Segment Open
//! Error types for jobly

use thiserror::Error;

/// Result type alias for jobly operations
pub type JoblyResult<T> = Result<T, JoblyError>;

/// Error types for clause building and data access
#[derive(Debug, Error)]
pub enum JoblyError {
    /// Caller-supplied data was rejected (surfaced as a bad request)
    #[error("Invalid input: {0}")]
    InvalidInput(String),

    /// Record not found
    #[error("Not found: {0}")]
    NotFound(String),

    /// Database connection error
    #[error("Connection error: {0}")]
    Connection(String),

    /// Query execution error
    #[error("Query error: {0}")]
    Query(#[from] tokio_postgres::Error),

    /// Unique constraint violation
    #[error("Unique constraint violation: {0}")]
    UniqueViolation(String),

    /// Foreign key constraint violation
    #[error("Foreign key violation: {0}")]
    ForeignKeyViolation(String),

    /// Check constraint violation
    #[error("Check constraint violation: {0}")]
    CheckViolation(String),

    /// Row decode/mapping error
    #[error("Decode error on column '{column}': {message}")]
    Decode { column: String, message: String },

    /// Pool error
    #[cfg(feature = "pool")]
    #[error("Pool error: {0}")]
    Pool(String),

    /// Configuration error
    #[error("Config error: {0}")]
    Config(String),
}

impl JoblyError {
    /// Create an invalid input error
    pub fn invalid_input(message: impl Into<String>) -> Self {
        Self::InvalidInput(message.into())
    }

    /// Create a not found error
    pub fn not_found(message: impl Into<String>) -> Self {
        Self::NotFound(message.into())
    }

    /// Create a decode error for a specific column
    pub fn decode(column: impl Into<String>, message: impl Into<String>) -> Self {
        Self::Decode {
            column: column.into(),
            message: message.into(),
        }
    }

    /// Create a configuration error
    pub fn config(message: impl Into<String>) -> Self {
        Self::Config(message.into())
    }

    /// Check if this error should be reported to the client as a bad request.
    ///
    /// Constraint violations count as bad requests: they are caused by the
    /// submitted data, not by the server.
    pub fn is_bad_request(&self) -> bool {
        matches!(
            self,
            Self::InvalidInput(_)
                | Self::UniqueViolation(_)
                | Self::ForeignKeyViolation(_)
                | Self::CheckViolation(_)
        )
    }

    /// Check if this is a not found error
    pub fn is_not_found(&self) -> bool {
        matches!(self, Self::NotFound(_))
    }

    /// Parse a tokio_postgres error into a more specific JoblyError
    pub fn from_db_error(err: tokio_postgres::Error) -> Self {
        if let Some(db_err) = err.as_db_error() {
            let constraint = db_err.constraint().unwrap_or("unknown");
            let message = db_err.message();

            match db_err.code().code() {
                "23505" => return Self::UniqueViolation(format!("{}: {}", constraint, message)),
                "23503" => {
                    return Self::ForeignKeyViolation(format!("{}: {}", constraint, message));
                }
                "23514" => return Self::CheckViolation(format!("{}: {}", constraint, message)),
                _ => {}
            }
        }
        Self::Query(err)
    }
}

#[cfg(feature = "pool")]
impl From<deadpool_postgres::PoolError> for JoblyError {
    fn from(err: deadpool_postgres::PoolError) -> Self {
        Self::Pool(err.to_string())
    }
}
Segment Closed
= Brief =
Going line by line, set down the data above exactly as given.

= Solution =
//! Error types for jobly

use thiserror::Error;

/// Result type alias for jobly operations
pub type JoblyResult<T> = Result<T, JoblyError>;

/// Error types for clause building and data access
#[derive(Debug, Error)]
pub enum JoblyError {
    /// Caller-supplied data was rejected (surfaced as a bad request)
    #[error("Invalid input: {0}")]
    InvalidInput(String),

    /// Record not found
    #[error("Not found: {0}")]
    NotFound(String),

    /// Database connection error
    #[error("Connection error: {0}")]
    Connection(String),

    /// Query execution error
    #[error("Query error: {0}")]
    Query(#[from] tokio_postgres::Error),

    /// Unique constraint violation
    #[error("Unique constraint violation: {0}")]
    UniqueViolation(String),

    /// Foreign key constraint violation
    #[error("Foreign key violation: {0}")]
    ForeignKeyViolation(String),

    /// Check constraint violation
    #[error("Check constraint violation: {0}")]
    CheckViolation(String),

    /// Row decode/mapping error
    #[error("Decode error on column '{column}': {message}")]
    Decode { column: String, message: String },

    /// Pool error
    #[cfg(feature = "pool")]
    #[error("Pool error: {0}")]
    Pool(String),

    /// Configuration error
    #[error("Config error: {0}")]
    Config(String),
}

impl JoblyError {
    /// Create an invalid input error
    pub fn invalid_input(message: impl Into<String>) -> Self {
        Self::InvalidInput(message.into())
    }

    /// Create a not found error
    pub fn not_found(message: impl Into<String>) -> Self {
        Self::NotFound(message.into())
    }

    /// Create a decode error for a specific column
    pub fn decode(column: impl Into<String>, message: impl Into<String>) -> Self {
        Self::Decode {
            column: column.into(),
            message: message.into(),
        }
    }

    /// Create a configuration error
    pub fn config(message: impl Into<String>) -> Self {
        Self::Config(message.into())
    }

    /// Check if this error should be reported to the client as a bad request.
    ///
    /// Constraint violations count as bad requests: they are caused by the
    /// submitted data, not by the server.
    pub fn is_bad_request(&self) -> bool {
        matches!(
            self,
            Self::InvalidInput(_)
                | Self::UniqueViolation(_)
                | Self::ForeignKeyViolation(_)
                | Self::CheckViolation(_)
        )
    }

    /// Check if this is a not found error
    pub fn is_not_found(&self) -> bool {
        matches!(self, Self::NotFound(_))
    }

    /// Parse a tokio_postgres error into a more specific JoblyError
    pub fn from_db_error(err: tokio_postgres::Error) -> Self {
        if let Some(db_err) = err.as_db_error() {
            let constraint = db_err.constraint().unwrap_or("unknown");
            let message = db_err.message();

            match db_err.code().code() {
                "23505" => return Self::UniqueViolation(format!("{}: {}", constraint, message)),
                "23503" => {
                    return Self::ForeignKeyViolation(format!("{}: {}", constraint, message));
                }
                "23514" => return Self::CheckViolation(format!("{}: {}", constraint, message)),
                _ => {}
            }
        }
        Self::Query(err)
    }
}

#[cfg(feature = "pool")]
impl From<deadpool_postgres::PoolError> for JoblyError {
    fn from(err: deadpool_postgres::PoolError) -> Self {
        Self::Pool(err.to_string())
    }
}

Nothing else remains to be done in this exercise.